Vascular Surgery Research Group, Imperial College, London, UK.
Department of Public Health and Primary Care, University of Cambridge, Cambridge, UK.
Eur J Vasc Endovasc Surg. 2018 May;55(5):625-632. doi: 10.1016/j.ejvs.2018.01.028. Epub 2018 Mar 1.
OBJECTIVE/BACKGROUND: The aim was to describe the re-interventions after endovascular and open repair of rupture, and investigate whether these were associated with aortic morphology.
In total, 502 patients from the IMPROVE randomised trial (ISRCTN48334791) with repair of rupture were followed-up for re-interventions for at least 3 years. Pre-operative aortic morphology was assessed in a core laboratory. Re-interventions were described by time (0-90 days, 3 months-3 years) as arterial or laparotomy related, respectively, and ranked for severity by surgeons and patients separately. Rare re-interventions to 1 year, were summarised across three ruptured abdominal aortic aneurysm trials (IMPROVE, AJAX, and ECAR) and odds ratios (OR) describing differences were pooled via meta-analysis.
Re-interventions were most common in the first 90 days. Overall rates were 186 and 226 per 100 person years for the endovascular strategy and open repair groups, respectively (p = .20) but between 3 months and 3 years (mid-term) the rates had slowed to 9.5 and 6.0 re-interventions per 100 person years, respectively (p = .090) and about one third of these were for a life threatening condition. In this latter, mid-term period, 42 of 313 remaining patients (13%) required at least one re-intervention, most commonly for endoleak or other endograft complication after treatment by endovascular aneurysm repair (EVAR) (21 of 38 re-interventions), whereas distal aneurysms were the commonest reason (four of 23) for re-interventions after treatment by open repair. Arterial re-interventions within 3 years were associated with increasing common iliac artery diameter (OR 1.48, 95% confidence interval [CI] 0.13-0.93; p = .004). Amputation, rare but ranked as the worst re-intervention by patients, was less common in the first year after treatment with EVAR (OR 0.2, 95% CI 0.05-0.88) from meta-analysis of three trials.
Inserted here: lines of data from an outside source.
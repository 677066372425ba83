// ABOUTME: Full deliver_sm round trip - SMSC-side session delivers, a bound receiver answers
//
//      ┌───────────────┐                            ┌───────────┐
//      │smsc_connection│                            │esme_client│
//      └───────┬───────┘                            └─────┬─────┘
//              │            1 send deliver_sm             │
//              │─────────────────────────────────────────>│
//              │                                          │
//              │                 2 process received deliver_sm
//              │                                          │
//              │         3 answer with deliver_sm_resp    │
//              │<─────────────────────────────────────────│
//              │                                          │
//              │  4 handler on the SMSC side sees the answer
//      ┌───────┴───────┐                            ┌─────┴─────┐
//      │smsc_connection│                            │esme_client│
//      └───────────────┘                            └───────────┘

use smpp_sim::{CommandId, CommandStatus, Pdu, Smsc, Session};
use std::time::Duration;
use tokio::net::TcpListener;
use tokio::sync::mpsc;
use tokio::time::timeout;

const SYSTEM_ID: &str = "MySystemId";
const PASSWORD: &str = "Password";
const EXPECTED_DESTINATION: &str = "5551234567";
const EXPECTED_MESSAGE_ID: &str = "1";

#[tokio::main]
async fn main() -> Result<(), Box<dyn std::error::Error>> {
    tracing_subscriber::fmt::init();

    // Server side preparations
    let listener = TcpListener::bind("127.0.0.1:0").await?;
    let addr = listener.local_addr()?;
    let smsc = Smsc::new(listener, SYSTEM_ID, PASSWORD);
    smsc.start().await;

    // Client side: connect, take over deliver_sm handling, bind as receiver
    let esme = Session::connect(addr).await?;
    esme.set_handler(CommandId::DeliverSm, |session: Session, pdu: Pdu| async move {
        if !session.is_receiver().await {
            let response = Pdu::deliver_sm_resp()
                .with_smpp_error(CommandStatus::IncorrectBindStatus)
                .with_sequence_number(pdu.header.sequence_number);
            session.send(response).await?;
            return Ok(());
        }
        tracing::info!(sequence = pdu.header.sequence_number, "deliver_sm received");
        let response = Pdu::response_to(&pdu)
            .expect("deliver_sm has a response")
            .with_message_id(EXPECTED_MESSAGE_ID);
        session.send(response).await?;
        Ok(())
    });

    esme.bind_receiver(SYSTEM_ID, PASSWORD).await?;
    esme.start_control_loop().await;

    // Step 4: watch for the answer arriving back at the SMSC-side session
    let server_side = smsc.sessions()[0].clone();
    let (answered_tx, mut answered_rx) = mpsc::channel::<Pdu>(1);
    server_side.set_handler(CommandId::DeliverSmResp, move |_, pdu| {
        let answered_tx = answered_tx.clone();
        async move {
            let _ = answered_tx.send(pdu).await;
            Ok(())
        }
    });

    // Step 1: have the SMSC-side session deliver a message
    let deliver = Pdu::deliver_sm()
        .with_source_addr("5557654321")
        .with_destination_addr(EXPECTED_DESTINATION)
        .with_data_coding(3)
        .with_short_message("Hello, how are you today ?");
    tracing::info!("about to send");
    server_side.send(deliver).await?;
    tracing::info!("sent");

    let answer = timeout(Duration::from_secs(10), answered_rx.recv())
        .await?
        .ok_or("no deliver_sm_resp arrived")?;
    tracing::info!(status = %answer.header.command_status, "round trip complete");

    esme.close().await?;
    smsc.close().await;
    Ok(())
}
The rate of mid-term re-interventions after rupture is high, more than double that after elective EVAR and open repair, suggesting the need for bespoke surveillance protocols. Amputations are much less common in patients treated by EVAR than in those treated by open repair.
目的/背景:本研究旨在描述腹主动脉瘤破裂血管内修复和开放修复后的再次干预,并探讨这些干预是否与主动脉形态有关。
共有 502 例来自 IMPROVE 随机试验(ISRCTN48334791)的破裂患者接受了至少 3 年的随访,以进行再次干预。术前主动脉形态在核心实验室进行评估。根据时间(0-90 天,3 个月-3 年)将再次干预描述为动脉或剖腹相关,并分别由外科医生和患者对严重程度进行分级。在 IMPROVE、AJAX 和 ECAR 三项腹主动脉瘤破裂试验中,将 1 年内罕见的再次干预进行汇总,并通过荟萃分析计算描述差异的比值比(OR)。
再次干预最常见于前 90 天。血管内治疗组和开放修复组的总发生率分别为每 100 人年 186 次和 226 次(p=0.20),但在 3 个月至 3 年(中期),发生率已降至每 100 人年 9.5 次和 6.0 次(p=0.090),其中约三分之一是危及生命的情况。在后一中期,313 名剩余患者中有 42 名(13%)至少需要进行一次再次干预,最常见的是血管内治疗后发生内漏或其他血管内支架植入并发症(38 次再干预中的 21 次),而开放修复后再次干预最常见的原因是远端动脉瘤(23 次中的 4 次)。3 年内的动脉再次干预与髂总动脉直径的增加有关(OR 1.48,95%置信区间[CI] 0.13-0.93;p=0.004)。截肢,虽然罕见但患者将其评为最差的再次干预,在 EVAR 治疗后的第一年中较少见(OR 0.2,95%CI 0.05-0.88),这是来自三项试验的荟萃分析结果。
破裂后中期再次干预的发生率很高,是择期 EVAR 和开放修复后的两倍多,这表明需要制定专门的监测方案。EVAR 治疗的患者发生截肢的情况明显少于开放修复的患者。